▶ _Records supplied_
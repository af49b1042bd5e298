// SPDX-License-Identifier: MIT OR Apache-2.0
// Copyright (c) 2025 medflow contributors

//! Pipeline sequencer
//!
//! Runs a pipeline's stages strictly one after another. Every stage runs
//! regardless of whether earlier artifacts look right; only the final
//! verdict depends on validation.

use std::collections::HashSet;
use std::path::PathBuf;
use std::sync::Arc;
use std::time::Instant;

use tracing::{debug, info, warn};

use super::{ExecutionResult, FailureKind, Finalize, Pipeline, Prepare, Validation};
use crate::process::ProcessSupervisor;
use crate::sinks::ProgressSink;
use crate::validation::OutputValidator;

/// Runs resolved pipelines through a process supervisor
pub struct PipelineSequencer {
    supervisor: Arc<ProcessSupervisor>,
    validator: Arc<dyn OutputValidator>,
    progress: Arc<dyn ProgressSink>,
}

impl PipelineSequencer {
    pub fn new(
        supervisor: Arc<ProcessSupervisor>,
        validator: Arc<dyn OutputValidator>,
        progress: Arc<dyn ProgressSink>,
    ) -> Self {
        Self {
            supervisor,
            validator,
            progress,
        }
    }

    /// Run every stage in order and validate the result
    pub async fn run(&self, pipeline: &Pipeline) -> ExecutionResult {
        let start = Instant::now();
        let mut log = String::new();

        if pipeline.stages.is_empty() {
            warn!("{} has no stages to run", pipeline.operation);
            return ExecutionResult::failure(FailureKind::ValidationFailure, log)
                .with_backend(&pipeline.backend);
        }

        if let Some(ref prepare) = pipeline.prepare {
            if let Err(e) = apply_prepare(prepare).await {
                warn!("Could not stage input for {}: {}", pipeline.operation, e);
                return ExecutionResult::failure(FailureKind::StartFailure, log)
                    .with_backend(&pipeline.backend)
                    .with_stages(0, start.elapsed());
            }
        }

        let mut completed = 0;
        let mut every_stage_ok = true;
        let mut removed: HashSet<PathBuf> = HashSet::new();

        for (index, stage) in pipeline.stages.iter().enumerate() {
            let invocation = stage.invocation();
            info!(
                "[{}/{}] {} ({})",
                index + 1,
                pipeline.stages.len(),
                stage.tool,
                pipeline.backend
            );
            debug!("{}", invocation);

            match self.supervisor.run(&invocation).await {
                Ok(outcome) => {
                    log.push_str(&outcome.log);
                    if outcome.timed_out {
                        warn!("{} was stopped by the stage timeout", stage.tool);
                    }
                }
                Err(e) => {
                    warn!("Aborting {} at stage {}: {}", pipeline.operation, stage.tool, e);
                    log.push_str(&format!("{}\n", e));
                    return ExecutionResult::failure(FailureKind::StartFailure, log)
                        .with_backend(&pipeline.backend)
                        .with_stages(completed, start.elapsed());
                }
            }

            completed += 1;
            self.progress.tick();

            if pipeline.validation == Validation::EveryStage
                && !self.validator.exists(&stage.expected_output).await
            {
                every_stage_ok = false;
            }

            for path in pipeline.superseded_after(index) {
                if removed.insert(path.clone()) {
                    remove_artifact(&path).await;
                }
            }
        }

        let output = match pipeline.finalize {
            Some(ref finalize) => apply_finalize(finalize).await,
            None => pipeline.final_output.clone(),
        };

        let succeeded = match pipeline.validation {
            Validation::FinalArtifact => self.validator.exists(&output).await,
            Validation::EveryStage => every_stage_ok,
        };

        let result = if succeeded {
            ExecutionResult::success(output, log)
        } else {
            ExecutionResult::failure(FailureKind::ValidationFailure, log)
        };

        result
            .with_backend(&pipeline.backend)
            .with_stages(completed, start.elapsed())
    }
}

async fn apply_prepare(prepare: &Prepare) -> std::io::Result<()> {
    match prepare {
        Prepare::CopyIfMissing { from, to } => {
            if tokio::fs::try_exists(to).await.unwrap_or(false) {
                debug!("{} already exists", to.display());
                return Ok(());
            }
            info!("Copying {} to {}", from.display(), to.display());
            tokio::fs::copy(from, to).await.map(|_| ())
        }
    }
}

/// Returns the artifact to validate
async fn apply_finalize(finalize: &Finalize) -> PathBuf {
    match finalize {
        Finalize::Rename { from, to } => match tokio::fs::rename(from, to).await {
            Ok(()) => to.clone(),
            Err(e) => {
                debug!("Could not rename {} to {}: {}", from.display(), to.display(), e);
                from.clone()
            }
        },
    }
}

async fn remove_artifact(path: &PathBuf) {
    match tokio::fs::remove_file(path).await {
        Ok(()) => debug!("Removed intermediate {}", path.display()),
        Err(e) if e.kind() == std::io::ErrorKind::NotFound => {}
        Err(e) => warn!("Could not remove {}: {}", path.display(), e),
    }
}
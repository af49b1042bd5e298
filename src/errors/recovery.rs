// SPDX-License-Identifier: MIT OR Apache-2.0
// Copyright (c) 2025 medflow contributors

//! Error recovery suggestions
//!
//! Provides actionable suggestions for recovering from errors.

use std::path::Path;

use crate::backend::Toolkit;

/// A recovery suggestion with concrete steps
#[derive(Debug, Clone)]
pub struct RecoverySuggestion {
    /// Brief description of what to do
    pub action: String,
    /// Detailed steps
    pub steps: Vec<String>,
    /// Commands to run
    pub commands: Vec<String>,
}

impl RecoverySuggestion {
    /// Suggest installing the local distribution of a toolkit
    pub fn install_toolkit(toolkit: Toolkit, expected: Option<&Path>) -> Self {
        let location = expected
            .map(|p| p.display().to_string())
            .unwrap_or_else(|| "<not configured>".into());

        // CemrgNet only ships as an image
        let commands = if toolkit.install_dir_name().is_some() {
            vec![
                "# Or pull the container image instead:".into(),
                format!("docker pull {}", toolkit.default_image()),
            ]
        } else {
            vec![format!("docker pull {}", toolkit.default_image())]
        };

        Self {
            action: format!("Install the {} tools", toolkit.label()),
            steps: vec![
                format!("The container run failed and no local {} install was found", toolkit.label()),
                format!("Expected the binaries in: {}", location),
                "Set 'install' in .medflow.yaml if they live elsewhere".into(),
            ],
            commands,
        }
    }

    /// Suggest making the container runtime reachable
    pub fn container_runtime(runtime: &Path) -> Self {
        Self {
            action: "Make the container runtime available".into(),
            steps: vec![
                format!("'{}' could not be located", runtime.display()),
                "Install Docker and make sure the daemon is running".into(),
            ],
            commands: vec!["docker info".into()],
        }
    }

    /// Suggest checking the ssh setup for a server
    pub fn remote_connection(target: &str) -> Self {
        Self {
            action: format!("Check the connection to {}", target),
            steps: vec![
                "The server must accept key- or agent-based login".into(),
                "A password prompt cannot be answered from here".into(),
            ],
            commands: vec![
                "# Verify that this logs in without a prompt:".into(),
                format!("ssh {} true", target),
            ],
        }
    }
}

impl std::fmt::Display for RecoverySuggestion {
    fn fmt(&self, f: &mut std::fmt::Formatter<'_>) -> std::fmt::Result {
        writeln!(f, "→ {}", self.action)?;

        for step in &self.steps {
            writeln!(f, "  {}", step)?;
        }

        if !self.commands.is_empty() {
            writeln!(f)?;
            for cmd in &self.commands {
                writeln!(f, "  {}", cmd)?;
            }
        }

        Ok(())
    }
}

#[cfg(test)]
mod tests {
    use super::*;

    #[test]
    fn test_install_suggestion_mentions_location() {
        let s = RecoverySuggestion::install_toolkit(Toolkit::Mirtk, Some(Path::new("/opt/MLib")));
        let text = s.to_string();
        assert!(text.contains("/opt/MLib"));
        assert!(text.contains("biomedia/mirtk:v1.1.0"));
    }

    #[test]
    fn test_container_only_toolkit_suggests_pull() {
        let s = RecoverySuggestion::install_toolkit(Toolkit::CemrgNet, None);
        assert_eq!(s.commands, vec!["docker pull orodrazeghi/cemrgnet".to_string()]);
    }
}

▶ _What is required_
Filter the listing above for the string "RecoverySuggestion" and copy every matching line.

▶ _Solution to this exercise_
pub struct RecoverySuggestion {
impl RecoverySuggestion {
impl std::fmt::Display for RecoverySuggestion {
        let s = RecoverySuggestion::install_toolkit(Toolkit::Mirtk, Some(Path::new("/opt/MLib")));
        let s = RecoverySuggestion::install_toolkit(Toolkit::CemrgNet, None);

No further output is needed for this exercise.